WORK REQUEST: Where a line below holds the string "ProtocolError", copy that line.

Saved data entries:
--- --- ---
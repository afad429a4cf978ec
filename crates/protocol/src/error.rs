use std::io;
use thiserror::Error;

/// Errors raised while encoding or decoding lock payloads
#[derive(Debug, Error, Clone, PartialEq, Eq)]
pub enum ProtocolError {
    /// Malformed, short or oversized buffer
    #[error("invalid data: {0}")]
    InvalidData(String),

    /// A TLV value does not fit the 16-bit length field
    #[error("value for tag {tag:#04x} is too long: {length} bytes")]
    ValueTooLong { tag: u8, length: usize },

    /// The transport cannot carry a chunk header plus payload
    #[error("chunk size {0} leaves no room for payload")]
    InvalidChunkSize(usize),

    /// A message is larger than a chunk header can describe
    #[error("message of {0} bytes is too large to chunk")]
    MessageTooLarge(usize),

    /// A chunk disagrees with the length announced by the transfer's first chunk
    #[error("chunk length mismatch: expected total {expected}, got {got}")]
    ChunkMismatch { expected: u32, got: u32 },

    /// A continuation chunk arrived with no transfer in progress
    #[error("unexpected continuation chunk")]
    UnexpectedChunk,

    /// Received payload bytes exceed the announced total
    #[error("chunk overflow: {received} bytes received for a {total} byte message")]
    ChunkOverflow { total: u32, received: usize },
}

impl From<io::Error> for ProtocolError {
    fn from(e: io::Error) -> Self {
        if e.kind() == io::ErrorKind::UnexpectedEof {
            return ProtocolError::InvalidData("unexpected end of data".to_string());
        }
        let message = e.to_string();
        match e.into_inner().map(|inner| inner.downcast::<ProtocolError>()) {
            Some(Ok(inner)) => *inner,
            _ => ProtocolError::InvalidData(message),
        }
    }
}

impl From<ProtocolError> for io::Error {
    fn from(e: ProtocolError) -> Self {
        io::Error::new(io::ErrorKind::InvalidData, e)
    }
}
--- --- ---
WRITTEN SOLUTION:
pub enum ProtocolError {
impl From<io::Error> for ProtocolError {
            return ProtocolError::InvalidData("unexpected end of data".to_string());
        match e.into_inner().map(|inner| inner.downcast::<ProtocolError>()) {
            _ => ProtocolError::InvalidData(message),
impl From<ProtocolError> for io::Error {
    fn from(e: ProtocolError) -> Self {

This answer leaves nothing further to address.